We now crossed the river Bila, into which the Jasenica had debouched, and, ascending the hills to the south-west, presently came in sight of the lately erected Franciscan monastery of Gučiagora—a large white barrack-like pile with a bulbous church tower, situate at the hollow of the hill, at an altitude of 2,300 feet above the sea, according to our reckoning. On a hillock just outside was a curious Christian monument, of evidently considerable antiquity. On one side was a foliated cross of some merit; on the other a Latin cross, showing that it was the work of Roman Catholics, as indeed one would expect from the denomination of the present inhabitants of this neighbourhood. But it belonged to a period when the Illyrian church did not disdain to make use of the national Serbian alphabet, for it presented an inscription, the Cyrillian characters of which the present monks of Gučiagora were unable to decipher.

Making our way through the entrance arch of the monastery, much as if we were entering an Oxford College, we found ourselves in a quadrangle with cloisters below. There a monk came up to us, and bidding us follow him upstairs, conducted us to the guest-chamber, where others of the fraternity soon made their appearance, and received us with right monkish hospitality. They were not slow in perceiving, from our hungry plight, that we stood in need of something more substantial than ghostly comfort; and while some hurried off to their manciple with orders to provide us speedily with a solid refection, others revived our drooping spirits for the moment with native Bosnian wine—fresh from the goat—happily succeeded by Turkish coffee.

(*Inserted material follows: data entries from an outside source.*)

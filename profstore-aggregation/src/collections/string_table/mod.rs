// Copyright 2024-Present Datadog, Inc. https://www.datadoghq.com/
// SPDX-License-Identifier: Apache-2.0

use crate::collections::identifiable::{checked_id, FxIndexSet, Id, StringId};

/// Holds unique strings and provides [StringId]s that correspond to the order
/// that the strings were inserted.
#[derive(Clone, Debug)]
pub struct StringTable {
    /// The order of the set becomes the StringId.
    strings: FxIndexSet<Box<str>>,
}

impl Default for StringTable {
    fn default() -> Self {
        Self::new()
    }
}

impl StringTable {
    /// Creates a new string table, which initially holds the empty string and
    /// no others.
    pub fn new() -> Self {
        let mut strings = FxIndexSet::default();
        strings.insert(Box::from(""));
        Self { strings }
    }

    /// Returns the number of strings currently held in the string table.
    #[inline]
    #[allow(clippy::len_without_is_empty)]
    pub fn len(&self) -> usize {
        self.strings.len()
    }

    /// Adds the string to the string table if it isn't present already, and
    /// returns a [StringId] that corresponds to the order that this string
    /// was originally inserted. Fails without storing the string once the
    /// table has handed out every id.
    pub fn intern(&mut self, str: &str) -> anyhow::Result<StringId> {
        if let Some(offset) = self.strings.get_index_of(str) {
            return Ok(StringId::from_offset(offset));
        }
        let id = checked_id(self.strings.len())?;
        self.strings.insert(Box::from(str));
        Ok(id)
    }

    /// Returns the string for the id, or the empty string for an id that was
    /// not handed out by this table.
    pub fn get(&self, id: StringId) -> &str {
        self.strings
            .get_index(id.to_offset())
            .map(AsRef::as_ref)
            .unwrap_or("")
    }

    /// Copies the strings out in id order, ready to become a pprof string
    /// table.
    pub fn to_vec(&self) -> Vec<String> {
        self.strings.iter().map(|s| String::from(&**s)).collect()
    }
}

#[cfg(test)]
mod tests {
    use super::*;

    #[test]
    fn empty_string_is_zero() {
        let mut table = StringTable::new();
        assert_eq!(table.len(), 1);
        assert_eq!(table.intern("").unwrap(), StringId::ZERO);
        assert_eq!(table.len(), 1);
    }

    #[test]
    fn interning_is_stable() {
        let mut table = StringTable::new();
        let main = table.intern("main").unwrap();
        let alloc = table.intern("alloc").unwrap();
        assert_eq!(table.intern("main").unwrap(), main);
        assert_eq!(table.len(), 3);
        assert_eq!(table.get(alloc), "alloc");
        assert_eq!(table.to_vec(), vec!["", "main", "alloc"]);
    }
}
// Copyright 2025-Present Datadog, Inc. https://www.datadoghq.com/
// SPDX-License-Identifier: Apache-2.0

use std::ops::Range;

/// One value per snapshot index, only for the indices that were written.
/// Indices are strictly increasing; an index that was never written reads
/// as zero.
#[derive(Clone, Debug, Default, Eq, PartialEq)]
pub struct SparseColumn {
    entries: Vec<(usize, i64)>,
}

impl SparseColumn {
    pub fn with_value(index: usize, value: i64) -> Self {
        Self {
            entries: vec![(index, value)],
        }
    }

    /// Appends the value for `index`.
    ///
    /// Callers guarantee `index` is greater than [Self::last_index]; the
    /// series tree checks this once per insertion, before touching any
    /// column.
    pub fn push(&mut self, index: usize, value: i64) {
        debug_assert!(self.last_index().is_none_or(|last| last < index));
        self.entries.push((index, value));
    }

    pub fn last_index(&self) -> Option<usize> {
        self.entries.last().map(|(index, _)| *index)
    }

    /// The value written at exactly `index`, if any.
    pub fn get_exact(&self, index: usize) -> Option<i64> {
        self.entries
            .binary_search_by_key(&index, |(i, _)| *i)
            .ok()
            .map(|offset| self.entries[offset].1)
    }

    #[inline]
    pub fn get(&self, index: usize) -> i64 {
        self.get_exact(index).unwrap_or(0)
    }

    /// Entries whose index falls within `range`.
    pub fn range(&self, range: Range<usize>) -> &[(usize, i64)] {
        let start = self.entries.partition_point(|(i, _)| *i < range.start);
        let end = self.entries.partition_point(|(i, _)| *i < range.end);
        &self.entries[start..end.max(start)]
    }

    pub fn sum(&self, range: Range<usize>) -> i64 {
        self.range(range)
            .iter()
            .fold(0i64, |acc, (_, value)| acc.wrapping_add(*value))
    }

    pub fn len(&self) -> usize {
        self.entries.len()
    }

    pub fn is_empty(&self) -> bool {
        self.entries.is_empty()
    }

    pub fn iter(&self) -> impl Iterator<Item = (usize, i64)> + '_ {
        self.entries.iter().copied()
    }
}
// Copyright 2023-Present Datadog, Inc. https://www.datadoghq.com/
// SPDX-License-Identifier: Apache-2.0

use super::*;

/// Offset into a [crate::collections::string_table::StringTable]. The empty
/// string is always [StringId::ZERO].
#[derive(Copy, Clone, Debug, Default, Eq, PartialEq, Hash, PartialOrd, Ord)]
#[repr(transparent)]
pub struct StringId(u32);

impl StringId {
    pub const ZERO: StringId = StringId(0);

    #[inline]
    pub fn is_zero(self) -> bool {
        self.0 == 0
    }
}

impl Id for StringId {
    type RawId = i64;

    fn from_offset(inner: usize) -> Self {
        #[allow(clippy::expect_used)]
        let index: u32 = inner.try_into().expect("StringId to fit into a u32");
        Self(index)
    }

    fn to_offset(self) -> usize {
        self.0 as usize
    }

    fn to_raw_id(self) -> Self::RawId {
        Self::RawId::from(self.0)
    }
}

The monks were Minorites, of that order of St. Francis of Assisi whose services in combating Bosnian heresy of old have been already recorded.[195] They were fourteen, all told; and certainly, so far as room was concerned, they had power to add to their numbers, for their church forms only one side of their quadrangle, the other three being intended for occupation; and as there are three storeys, and each side has thirty-nine windows looking into the quadrangle, it may be gathered that the monks are not pinched for room.

The church itself, which completed the quadrangle in most appropriately collegiate fashion, was a painful jumble of paint and stucco with wooden pillars, and a few saintly gimcracks. For musical performances it possessed a harmonium, and, like that at Comušina, it was completely devoid of pews.